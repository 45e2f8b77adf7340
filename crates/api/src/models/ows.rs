//! OWS common types shared by the service metadata sections.

use serde::{Deserialize, Serialize};

#[derive(Debug, Clone, Default, PartialEq, Serialize, Deserialize)]
#[serde(rename_all = "camelCase")]
pub struct ServiceIdentification {
    pub title: Option<String>,
    pub r#abstract: Option<String>,
    pub keywords: Vec<String>,
    pub service_type: Option<String>,
    pub service_type_versions: Vec<String>,
    pub fees: Option<String>,
    pub access_constraints: Vec<String>,
}

#[derive(Debug, Clone, Default, PartialEq, Serialize, Deserialize)]
#[serde(rename_all = "camelCase")]
pub struct ServiceProvider {
    pub provider_name: Option<String>,
    pub provider_site: Option<String>,
    pub service_contact: Option<ServiceContact>,
}

#[derive(Debug, Clone, Default, PartialEq, Serialize, Deserialize)]
#[serde(rename_all = "camelCase")]
pub struct ServiceContact {
    pub individual_name: Option<String>,
    pub position_name: Option<String>,
    pub contact_info: Option<ContactInfo>,
}

#[derive(Debug, Clone, Default, PartialEq, Serialize, Deserialize)]
#[serde(rename_all = "camelCase")]
pub struct ContactInfo {
    pub voice: Option<String>,
    pub facsimile: Option<String>,
    pub delivery_point: Option<String>,
    pub city: Option<String>,
    pub administrative_area: Option<String>,
    pub postal_code: Option<String>,
    pub country: Option<String>,
    pub electronic_mail_address: Option<String>,
    pub online_resource: Option<String>,
}

/// `ows:OperationsMetadata`: the request endpoints a service advertises.
#[derive(Debug, Clone, Default, PartialEq, Serialize, Deserialize)]
pub struct OperationsMetadata {
    pub operations: Vec<Operation>,
}

impl OperationsMetadata {
    /// First operation with the given name, e.g. `GetTile`.
    pub fn operation(&self, name: &str) -> Option<&Operation> {
        self.operations.iter().find(|op| op.name == name)
    }
}

#[derive(Debug, Clone, Default, PartialEq, Serialize, Deserialize)]
pub struct Operation {
    pub name: String,
    pub get: Vec<DcpEndpoint>,
}

impl Operation {
    /// First GET endpoint accepting key-value-pair encoded requests.
    pub fn kvp_endpoint(&self) -> Option<&DcpEndpoint> {
        self.get.iter().find(|endpoint| endpoint.supports_kvp())
    }
}

#[derive(Debug, Clone, Default, PartialEq, Serialize, Deserialize)]
pub struct DcpEndpoint {
    pub href: String,
    /// Values of the `GetEncoding` constraint (`KVP`, `REST`, ...).
    pub encodings: Vec<String>,
}

impl DcpEndpoint {
    /// An endpoint without a declared encoding is assumed to accept KVP.
    pub fn supports_kvp(&self) -> bool {
        self.encodings.is_empty()
            || self
                .encodings
                .iter()
                .any(|encoding| encoding.eq_ignore_ascii_case("KVP"))
    }
}

/// `ows:WGS84BoundingBox` / `ows:BoundingBox`.
#[derive(Debug, Clone, Default, PartialEq, Serialize, Deserialize)]
#[serde(rename_all = "camelCase")]
pub struct BoundingBox {
    pub lower_corner: String,
    pub upper_corner: String,
    pub crs: Option<String>,
}

impl BoundingBox {
    /// `[min_x, min_y, max_x, max_y]`, or `None` when either corner is not a
    /// pair of numbers.
    pub fn extent(&self) -> Option<[f64; 4]> {
        let [min_x, min_y] = parse_corner(&self.lower_corner)?;
        let [max_x, max_y] = parse_corner(&self.upper_corner)?;
        Some([min_x, min_y, max_x, max_y])
    }
}

fn parse_corner(corner: &str) -> Option<[f64; 2]> {
    let mut parts = corner.split_whitespace().map(str::parse::<f64>);
    let x = parts.next()?.ok()?;
    let y = parts.next()?.ok()?;
    if parts.next().is_some() {
        return None;
    }
    Some([x, y])
}

#[cfg(test)]
mod tests {
    use super::*;

    #[test]
    fn test_bounding_box_extent() {
        let bbox = BoundingBox {
            lower_corner: "-180 -90".to_string(),
            upper_corner: "180.0 90".to_string(),
            crs: None,
        };
        assert_eq!(bbox.extent(), Some([-180.0, -90.0, 180.0, 90.0]));
    }

    #[test]
    fn test_bounding_box_extent_rejects_malformed_corner() {
        let bbox = BoundingBox {
            lower_corner: "-180".to_string(),
            upper_corner: "180 90".to_string(),
            crs: None,
        };
        assert!(bbox.extent().is_none());

        let bbox = BoundingBox {
            lower_corner: "a b".to_string(),
            upper_corner: "180 90".to_string(),
            crs: None,
        };
        assert!(bbox.extent().is_none());
    }

    #[test]
    fn test_kvp_endpoint_selection() {
        let op = Operation {
            name: "GetTile".to_string(),
            get: vec![
                DcpEndpoint {
                    href: "https://example.com/rest/".to_string(),
                    encodings: vec!["RESTful".to_string()],
                },
                DcpEndpoint {
                    href: "https://example.com/kvp?".to_string(),
                    encodings: vec!["kvp".to_string()],
                },
            ],
        };
        assert_eq!(
            op.kvp_endpoint().map(|e| e.href.as_str()),
            Some("https://example.com/kvp?")
        );

        let metadata = OperationsMetadata {
            operations: vec![op],
        };
        assert!(metadata.operation("GetTile").is_some());
        assert!(metadata.operation("GetFeatureInfo").is_none());
    }
}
• • • •
◆ Exercise directions ◆
The whole listing above must be copied exactly.

◆ Exercise response ◆
repository 45e2f8b77adf7340
filename crates/api/src/models/ows.rs
//! OWS common types shared by the service metadata sections.

use serde::{Deserialize, Serialize};

#[derive(Debug, Clone, Default, PartialEq, Serialize, Deserialize)]
#[serde(rename_all = "camelCase")]
pub struct ServiceIdentification {
    pub title: Option<String>,
    pub r#abstract: Option<String>,
    pub keywords: Vec<String>,
    pub service_type: Option<String>,
    pub service_type_versions: Vec<String>,
    pub fees: Option<String>,
    pub access_constraints: Vec<String>,
}

#[derive(Debug, Clone, Default, PartialEq, Serialize, Deserialize)]
#[serde(rename_all = "camelCase")]
pub struct ServiceProvider {
    pub provider_name: Option<String>,
    pub provider_site: Option<String>,
    pub service_contact: Option<ServiceContact>,
}

#[derive(Debug, Clone, Default, PartialEq, Serialize, Deserialize)]
#[serde(rename_all = "camelCase")]
pub struct ServiceContact {
    pub individual_name: Option<String>,
    pub position_name: Option<String>,
    pub contact_info: Option<ContactInfo>,
}

#[derive(Debug, Clone, Default, PartialEq, Serialize, Deserialize)]
#[serde(rename_all = "camelCase")]
pub struct ContactInfo {
    pub voice: Option<String>,
    pub facsimile: Option<String>,
    pub delivery_point: Option<String>,
    pub city: Option<String>,
    pub administrative_area: Option<String>,
    pub postal_code: Option<String>,
    pub country: Option<String>,
    pub electronic_mail_address: Option<String>,
    pub online_resource: Option<String>,
}

/// `ows:OperationsMetadata`: the request endpoints a service advertises.
#[derive(Debug, Clone, Default, PartialEq, Serialize, Deserialize)]
pub struct OperationsMetadata {
    pub operations: Vec<Operation>,
}

impl OperationsMetadata {
    /// First operation with the given name, e.g. `GetTile`.
    pub fn operation(&self, name: &str) -> Option<&Operation> {
        self.operations.iter().find(|op| op.name == name)
    }
}

#[derive(Debug, Clone, Default, PartialEq, Serialize, Deserialize)]
pub struct Operation {
    pub name: String,
    pub get: Vec<DcpEndpoint>,
}

impl Operation {
    /// First GET endpoint accepting key-value-pair encoded requests.
    pub fn kvp_endpoint(&self) -> Option<&DcpEndpoint> {
        self.get.iter().find(|endpoint| endpoint.supports_kvp())
    }
}

#[derive(Debug, Clone, Default, PartialEq, Serialize, Deserialize)]
pub struct DcpEndpoint {
    pub href: String,
    /// Values of the `GetEncoding` constraint (`KVP`, `REST`, ...).
    pub encodings: Vec<String>,
}

impl DcpEndpoint {
    /// An endpoint without a declared encoding is assumed to accept KVP.
    pub fn supports_kvp(&self) -> bool {
        self.encodings.is_empty()
            || self
                .encodings
                .iter()
                .any(|encoding| encoding.eq_ignore_ascii_case("KVP"))
    }
}

/// `ows:WGS84BoundingBox` / `ows:BoundingBox`.
#[derive(Debug, Clone, Default, PartialEq, Serialize, Deserialize)]
#[serde(rename_all = "camelCase")]
pub struct BoundingBox {
    pub lower_corner: String,
    pub upper_corner: String,
    pub crs: Option<String>,
}

impl BoundingBox {
    /// `[min_x, min_y, max_x, max_y]`, or `None` when either corner is not a
    /// pair of numbers.
    pub fn extent(&self) -> Option<[f64; 4]> {
        let [min_x, min_y] = parse_corner(&self.lower_corner)?;
        let [max_x, max_y] = parse_corner(&self.upper_corner)?;
        Some([min_x, min_y, max_x, max_y])
    }
}

fn parse_corner(corner: &str) -> Option<[f64; 2]> {
    let mut parts = corner.split_whitespace().map(str::parse::<f64>);
    let x = parts.next()?.ok()?;
    let y = parts.next()?.ok()?;
    if parts.next().is_some() {
        return None;
    }
    Some([x, y])
}

#[cfg(test)]
mod tests {
    use super::*;

    #[test]
    fn test_bounding_box_extent() {
        let bbox = BoundingBox {
            lower_corner: "-180 -90".to_string(),
            upper_corner: "180.0 90".to_string(),
            crs: None,
        };
        assert_eq!(bbox.extent(), Some([-180.0, -90.0, 180.0, 90.0]));
    }

    #[test]
    fn test_bounding_box_extent_rejects_malformed_corner() {
        let bbox = BoundingBox {
            lower_corner: "-180".to_string(),
            upper_corner: "180 90".to_string(),
            crs: None,
        };
        assert!(bbox.extent().is_none());

        let bbox = BoundingBox {
            lower_corner: "a b".to_string(),
            upper_corner: "180 90".to_string(),
            crs: None,
        };
        assert!(bbox.extent().is_none());
    }

    #[test]
    fn test_kvp_endpoint_selection() {
        let op = Operation {
            name: "GetTile".to_string(),
            get: vec![
                DcpEndpoint {
                    href: "https://example.com/rest/".to_string(),
                    encodings: vec!["RESTful".to_string()],
                },
                DcpEndpoint {
                    href: "https://example.com/kvp?".to_string(),
                    encodings: vec!["kvp".to_string()],
                },
            ],
        };
        assert_eq!(
            op.kvp_endpoint().map(|e| e.href.as_str()),
            Some("https://example.com/kvp?")
        );

        let metadata = OperationsMetadata {
            operations: vec![op],
        };
        assert!(metadata.operation("GetTile").is_some());
        assert!(metadata.operation("GetFeatureInfo").is_none());
    }
}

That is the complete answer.